▸ Input for this task:
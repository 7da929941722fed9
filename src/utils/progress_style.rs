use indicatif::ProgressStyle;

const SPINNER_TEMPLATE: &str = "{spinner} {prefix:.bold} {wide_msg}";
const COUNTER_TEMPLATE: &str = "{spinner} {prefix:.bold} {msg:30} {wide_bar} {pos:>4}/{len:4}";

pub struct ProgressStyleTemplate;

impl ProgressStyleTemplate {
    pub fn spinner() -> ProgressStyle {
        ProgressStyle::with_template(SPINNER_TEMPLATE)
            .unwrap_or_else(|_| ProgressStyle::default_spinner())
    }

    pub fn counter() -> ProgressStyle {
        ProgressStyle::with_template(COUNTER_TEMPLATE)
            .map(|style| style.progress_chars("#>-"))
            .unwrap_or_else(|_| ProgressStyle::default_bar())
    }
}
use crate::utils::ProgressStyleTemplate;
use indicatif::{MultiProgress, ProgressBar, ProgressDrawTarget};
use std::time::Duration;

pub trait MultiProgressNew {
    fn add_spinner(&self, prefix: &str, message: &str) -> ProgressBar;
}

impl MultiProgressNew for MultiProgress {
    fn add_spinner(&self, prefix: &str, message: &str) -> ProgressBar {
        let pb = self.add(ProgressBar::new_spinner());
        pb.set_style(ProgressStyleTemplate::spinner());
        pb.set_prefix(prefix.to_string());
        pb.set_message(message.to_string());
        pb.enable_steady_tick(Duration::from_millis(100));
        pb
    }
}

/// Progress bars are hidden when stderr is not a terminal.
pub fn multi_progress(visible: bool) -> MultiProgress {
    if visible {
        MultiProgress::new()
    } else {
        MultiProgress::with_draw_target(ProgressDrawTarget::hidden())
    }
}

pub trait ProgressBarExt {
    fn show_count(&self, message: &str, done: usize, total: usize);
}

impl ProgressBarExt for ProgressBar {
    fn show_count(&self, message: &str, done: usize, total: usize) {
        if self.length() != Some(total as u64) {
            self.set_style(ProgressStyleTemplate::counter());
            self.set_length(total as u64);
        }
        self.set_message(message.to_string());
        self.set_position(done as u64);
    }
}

▸ What you are asked to do:
Write out every line of the entries that holds the word "bold".

▸ Response:
const SPINNER_TEMPLATE: &str = "{spinner} {prefix:.bold} {wide_msg}";
const COUNTER_TEMPLATE: &str = "{spinner} {prefix:.bold} {msg:30} {wide_bar} {pos:>4}/{len:4}";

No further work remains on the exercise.